Paula Zahn, CNN and Love in Action

I watched the CNN/Paula Zahn show regarding Love in Action. Good reporting is allowing the principle characters to tell their stories and to report both sides of related controversies. This program came close but fell short. Director John Smid was interviewed. Fair enough. A satisified graduate and a dissatisfied graduate were interviewed. Fair enough. But then the bias was in interviewing APA's Jack Drescher as the lone representative of the professional class. Fair reporting would be to interview a professional who has no dog in the fight (Drescher does not qualify) or balance his perspective with another professional who takes another view. Humorous, however, was Paula Zahn's closing when she referred to the concept of change as if it were an idea from another planet.

Comments:
I'm amazed at how the gay community has made it overtly possible to convince teens who are questioning who they are, to believe they are gay. (Teens will always question who they are. That's normal for teens. Many who become involved in these gay-affirmative efforts aren't even questioning their sexual identity--just questioning their identity as human beings--"Who am I in this world"). The gay community tells them "You must be gay. Don't deny it. Embrace it. You're gay and you can't change it." Unfortunately, too many of our teens are swallowing these lies. Teens just want to belong. They want a place to call home. Teens who don't fit the "normal" pattern of the majority of their peers at school, they desperately want to belong.

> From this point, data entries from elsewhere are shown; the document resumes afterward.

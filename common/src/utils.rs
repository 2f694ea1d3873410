use std::time::Duration;

pub fn format_duration(duration: Duration) -> String {
    let secs = duration.as_secs();
    if secs >= 60 {
        let mins = secs / 60;
        let secs = secs % 60;
        format!("{}m {}s", mins, secs)
    } else if secs == 0 && duration.subsec_millis() > 0 {
        format!("{}ms", duration.subsec_millis())
    } else {
        format!("{}s", secs)
    }
}

pub fn validate_url(url: &str) -> Result<(), String> {
    const SCHEMES: [&str; 6] = ["http://", "https://", "rtsp://", "rtsps://", "rtmp://", "file://"];

    if SCHEMES.iter().any(|scheme| url.starts_with(scheme)) {
        Ok(())
    } else {
        Err("URL must start with http://, https://, rtsp://, rtsps://, rtmp:// or file://".to_string())
    }
}

/// Parses durations such as `500ms`, `90s`, `1m`, `1h30m` or a bare number of
/// seconds.
pub fn parse_duration(input: &str) -> Result<Duration, String> {
    let s = input.trim();
    if s.is_empty() {
        return Err("empty duration".to_string());
    }
    if let Ok(secs) = s.parse::<u64>() {
        return Ok(Duration::from_secs(secs));
    }

    let mut total = Duration::ZERO;
    let mut rest = s;
    while !rest.is_empty() {
        let number_len = rest
            .find(|c: char| !c.is_ascii_digit() && c != '.')
            .unwrap_or(rest.len());
        if number_len == 0 {
            return Err(format!("invalid duration '{}': expected a number", input));
        }
        let value: f64 = rest[..number_len]
            .parse()
            .map_err(|_| format!("invalid duration '{}'", input))?;
        rest = &rest[number_len..];

        let unit_len = rest
            .find(|c: char| c.is_ascii_digit() || c == '.')
            .unwrap_or(rest.len());
        let unit = &rest[..unit_len];
        rest = &rest[unit_len..];

        let secs = match unit {
            "ms" => value / 1000.0,
            "s" => value,
            "m" => value * 60.0,
            "h" => value * 3600.0,
            "" => return Err(format!("invalid duration '{}': missing unit", input)),
            other => {
                return Err(format!(
                    "invalid duration '{}': unknown unit '{}'",
                    input, other
                ))
            }
        };
        let part = Duration::try_from_secs_f64(secs)
            .map_err(|_| format!("invalid duration '{}': out of range", input))?;
        total = total
            .checked_add(part)
            .ok_or_else(|| format!("invalid duration '{}': out of range", input))?;
    }

    Ok(total)
}

/// Serde adapter for `Duration` fields written as `"1m"`, `"500ms"` or plain
/// seconds. Use with `#[serde(with = "lookout_common::utils::duration")]`.
pub mod duration {
    use serde::{Deserialize, Deserializer, Serializer};
    use std::time::Duration;

    #[derive(Deserialize)]
    #[serde(untagged)]
    enum RawDuration {
        Seconds(u64),
        Text(String),
    }

    pub fn serialize<S: Serializer>(value: &Duration, serializer: S) -> Result<S::Ok, S::Error> {
        if value.subsec_millis() == 0 {
            serializer.serialize_str(&format!("{}s", value.as_secs()))
        } else {
            serializer.serialize_str(&format!("{}ms", value.as_millis()))
        }
    }

    pub fn deserialize<'de, D: Deserializer<'de>>(deserializer: D) -> Result<Duration, D::Error> {
        match RawDuration::deserialize(deserializer)? {
            RawDuration::Seconds(secs) => Ok(Duration::from_secs(secs)),
            RawDuration::Text(text) => super::parse_duration(&text).map_err(serde::de::Error::custom),
        }
    }
}

#[cfg(test)]
mod tests {
    use super::*;

    #[test]
    fn test_parse_duration_units() {
        assert_eq!(parse_duration("500ms").unwrap(), Duration::from_millis(500));
        assert_eq!(parse_duration("90s").unwrap(), Duration::from_secs(90));
        assert_eq!(parse_duration("1m").unwrap(), Duration::from_secs(60));
        assert_eq!(parse_duration("1h30m").unwrap(), Duration::from_secs(5400));
        assert_eq!(parse_duration("1m0s").unwrap(), Duration::from_secs(60));
        assert_eq!(parse_duration(" 45 ").unwrap(), Duration::from_secs(45));
    }

    #[test]
    fn test_parse_duration_rejects_garbage() {
        assert!(parse_duration("").is_err());
        assert!(parse_duration("10").is_ok());
        assert!(parse_duration("10x").is_err());
        assert!(parse_duration("m").is_err());
        assert!(parse_duration("1.5").is_err());
    }

    #[test]
    fn test_parse_duration_out_of_range() {
        assert!(parse_duration("100000000000000000000h").is_err());
        assert!(parse_duration("18000000000000000000s18000000000000000000s").is_err());
    }

    #[test]
    fn test_duration_serde_accepts_numbers_and_text() {
        #[derive(serde::Deserialize, serde::Serialize)]
        struct Holder {
            #[serde(with = "duration")]
            interval: Duration,
        }

        let h: Holder = serde_json::from_str(r#"{"interval": "2m"}"#).unwrap();
        assert_eq!(h.interval, Duration::from_secs(120));

        let h: Holder = serde_json::from_str(r#"{"interval": 15}"#).unwrap();
        assert_eq!(h.interval, Duration::from_secs(15));

        let out = serde_json::to_string(&Holder { interval: Duration::from_millis(250) }).unwrap();
        assert_eq!(out, r#"{"interval":"250ms"}"#);
    }

    #[test]
    fn test_validate_url() {
        assert!(validate_url("rtsp://10.0.0.5/stream1").is_ok());
        assert!(validate_url("http://cam.local/video.mjpg").is_ok());
        assert!(validate_url("ftp://cam.local").is_err());
    }

    #[test]
    fn test_format_duration() {
        assert_eq!(format_duration(Duration::from_secs(90)), "1m 30s");
        assert_eq!(format_duration(Duration::from_secs(60)), "1m 0s");
        assert_eq!(format_duration(Duration::from_secs(5)), "5s");
        assert_eq!(format_duration(Duration::from_millis(250)), "250ms");
    }
}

Now that our media and society has accepted the lie from the gay community, the "gay option" is now being forced down their throats. So I wonder Paula, "who is damaging the youth?"

I wish someone would do an exposé on how the gay community is damaging teens by convincing them they must be gay. Let's have Paula Zahn do some research into the teens who are told they must be gay. After a year or two of living as gay, let's see how many discover that they aren't gay after all. Let's find out how screwed up these poor teens are now!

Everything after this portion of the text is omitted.